Health is the natural condition; disease the unnatural. Men earn their diseases. Even where there is malaria, or a poisoned atmosphere, one whose life is pure and true in all other respects, can resist a single cause of disease. People who eat no flesh of dead animals; who take no such poisons as opium, tobacco, hops, or whiskey; who do not exhaust their lives by any immoderate or unnatural indulgence; who are pure and chaste, have a vigor of life which triumphs over many evils. Harmony of the system is health; and where is each body and spirit so likely to be in harmony, as in a harmonic society?
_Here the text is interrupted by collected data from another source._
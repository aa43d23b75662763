//! Cross-consistency between a figure-mark legend and the body text.

use indexmap::IndexMap;
use once_cell::sync::Lazy;
use regex::Regex;

use crate::diagnostic::{Diagnostic, Severity};
use crate::document::DocumentType;
use crate::extract::extract_feature_number_pairs;

use super::{Check, Context};

/// Legend line: numeral, separator, feature name. Unparseable lines are
/// silently skipped.
static LEGEND_LINE: Lazy<Regex> = Lazy::new(|| Regex::new(r"(\d+)[\s\-：:、.]+([^\d]+)$").unwrap());

struct LegendEntry {
    feature: String,
    /// 1-based legend line the entry was parsed from.
    line: usize,
}

/// Bidirectional index of the body text's feature/numeral bindings.
///
/// Built once per run by a single pass of the extractor over every line;
/// both directions preserve first-seen order.
pub struct BodyIndex {
    features_by_number: IndexMap<String, Vec<String>>,
    numbers_by_feature: IndexMap<String, Vec<String>>,
}

impl BodyIndex {
    /// Index every line of body text.
    pub fn from_lines(lines: &[&str]) -> Self {
        let mut features_by_number: IndexMap<String, Vec<String>> = IndexMap::new();
        let mut numbers_by_feature: IndexMap<String, Vec<String>> = IndexMap::new();

        for line in lines {
            for pair in extract_feature_number_pairs(line) {
                let features = features_by_number.entry(pair.number.clone()).or_default();
                if !features.contains(&pair.feature) {
                    features.push(pair.feature.clone());
                }

                let numbers = numbers_by_feature.entry(pair.feature).or_default();
                if !numbers.contains(&pair.number) {
                    numbers.push(pair.number);
                }
            }
        }

        Self {
            features_by_number,
            numbers_by_feature,
        }
    }

    /// All feature names seen for a numeral, in first-seen order.
    pub fn features_for(&self, number: &str) -> &[String] {
        self.features_by_number
            .get(number)
            .map_or(&[], Vec::as_slice)
    }

    /// All numerals seen for a feature name, in first-seen order.
    pub fn numbers_for(&self, feature: &str) -> &[String] {
        self.numbers_by_feature
            .get(feature)
            .map_or(&[], Vec::as_slice)
    }

    fn numbers(&self) -> impl Iterator<Item = (&String, &Vec<String>)> {
        self.features_by_number.iter()
    }

    fn contains_number(&self, number: &str) -> bool {
        self.features_by_number.contains_key(number)
    }
}

/// Cross-references the figure-mark legend against the body text in both
/// directions. A no-op for claims text or a blank legend.
pub struct FigureMarkCheck;

impl Check for FigureMarkCheck {
    fn check(&self, ctx: &Context<'_>) -> Vec<Diagnostic> {
        let legend = match ctx.legend {
            Some(l) if !l.trim().is_empty() => l,
            _ => return Vec::new(),
        };

        // Claims numerals are not cross-checked against a figure legend.
        if ctx.document_type == DocumentType::Claims {
            return Vec::new();
        }

        let legend_map = parse_legend(legend);
        let index = BodyIndex::from_lines(&ctx.lines);

        let mut diagnostics = Vec::new();

        // Legend -> body: unused numerals and diverging feature names.
        for (number, entry) in &legend_map {
            if !index.contains_number(number) {
                diagnostics.push(
                    Diagnostic::new(
                        format!("figmark-missing-{}", number),
                        format!("{} - {}", number, entry.feature),
                        entry.line,
                        format!("附图标记说明中的标号\"{}\"在说明书中未被使用。", number),
                    )
                    .with_suggestion("请检查标号是否正确，或在说明书中添加该标号的引用。")
                    .with_severity(Severity::Warning),
                );
                continue;
            }

            let body_features = index.features_for(number);
            // Whole-string containment in either direction counts as a
            // match; no fuzzy comparison.
            let name_matches = body_features
                .iter()
                .any(|f| f.contains(&entry.feature) || entry.feature.contains(f.as_str()));

            if !name_matches && !body_features.is_empty() {
                diagnostics.push(
                    Diagnostic::new(
                        format!("figmark-mismatch-{}", number),
                        format!("{} - {}", number, entry.feature),
                        entry.line,
                        format!(
                            "附图标记说明中标号\"{}\"对应的技术特征\"{}\"与说明书中的不一致。说明书中使用了: {}",
                            number,
                            entry.feature,
                            body_features.join(", ")
                        ),
                    )
                    .with_suggestion("请统一技术特征的命名，确保附图标记说明与说明书中的描述一致。"),
                );
            }
        }

        // Body -> legend: numerals the legend never lists.
        for (number, features) in index.numbers() {
            if legend_map.contains_key(number) {
                continue;
            }

            diagnostics.push(
                Diagnostic::new(
                    format!("spec-missing-{}", number),
                    format!("说明书中使用了标号\"{}\"({})", number, features.join(", ")),
                    first_body_line_with_number(&ctx.lines, number),
                    format!(
                        "说明书中使用了标号\"{}\"，但在附图标记说明中未找到该标号。",
                        number
                    ),
                )
                .with_suggestion("请在附图标记说明中添加该标号及其对应的技术特征。")
                .with_severity(Severity::Warning),
            );
        }

        diagnostics
    }
}

/// Parse the legend into numeral -> (feature, line). The last occurrence of
/// a numeral wins; its position in the map stays where the numeral first
/// appeared.
fn parse_legend(legend: &str) -> IndexMap<String, LegendEntry> {
    let mut map: IndexMap<String, LegendEntry> = IndexMap::new();

    for (idx, line) in legend.lines().enumerate() {
        if let Some(caps) = LEGEND_LINE.captures(line) {
            map.insert(
                caps[1].to_string(),
                LegendEntry {
                    feature: caps[2].trim().to_string(),
                    line: idx + 1,
                },
            );
        }
    }

    map
}

/// First 1-based body line containing the numeral in either parenthesis
/// form, defaulting to 1.
fn first_body_line_with_number(lines: &[&str], number: &str) -> usize {
    let half = format!("({})", number);
    let full = format!("（{}）", number);

    lines
        .iter()
        .position(|line| line.contains(&half) || line.contains(&full))
        .map_or(1, |idx| idx + 1)
}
We have solved the question of disease (151).

Much of the novel is a panegyric to the many accomplishments of Esperanza, from personal relations to communal living, from labor and work to education, from the arts to physical and mental well-being. The major focus, however, is on free love which, often  “stigmatized by sensualists,”  for the residents of Esperanza is in fact synonymous with “harmonic life,” and the rights of women. At one point, Frank confesses that the

realization of the freedom of woman, opens to me as a new dispensation. In savagism, woman is a drudging slave. In barbarism, a slave of appetite and luxury. In civilization, still a slave, of fashion, custom, law, and the marriage institution, in which her most sacred life is crucified, and which is to her, so often, a hopeless bondage, full of constraint, deprivation, and often outrage. I have seen all this. Now I see woman free (196).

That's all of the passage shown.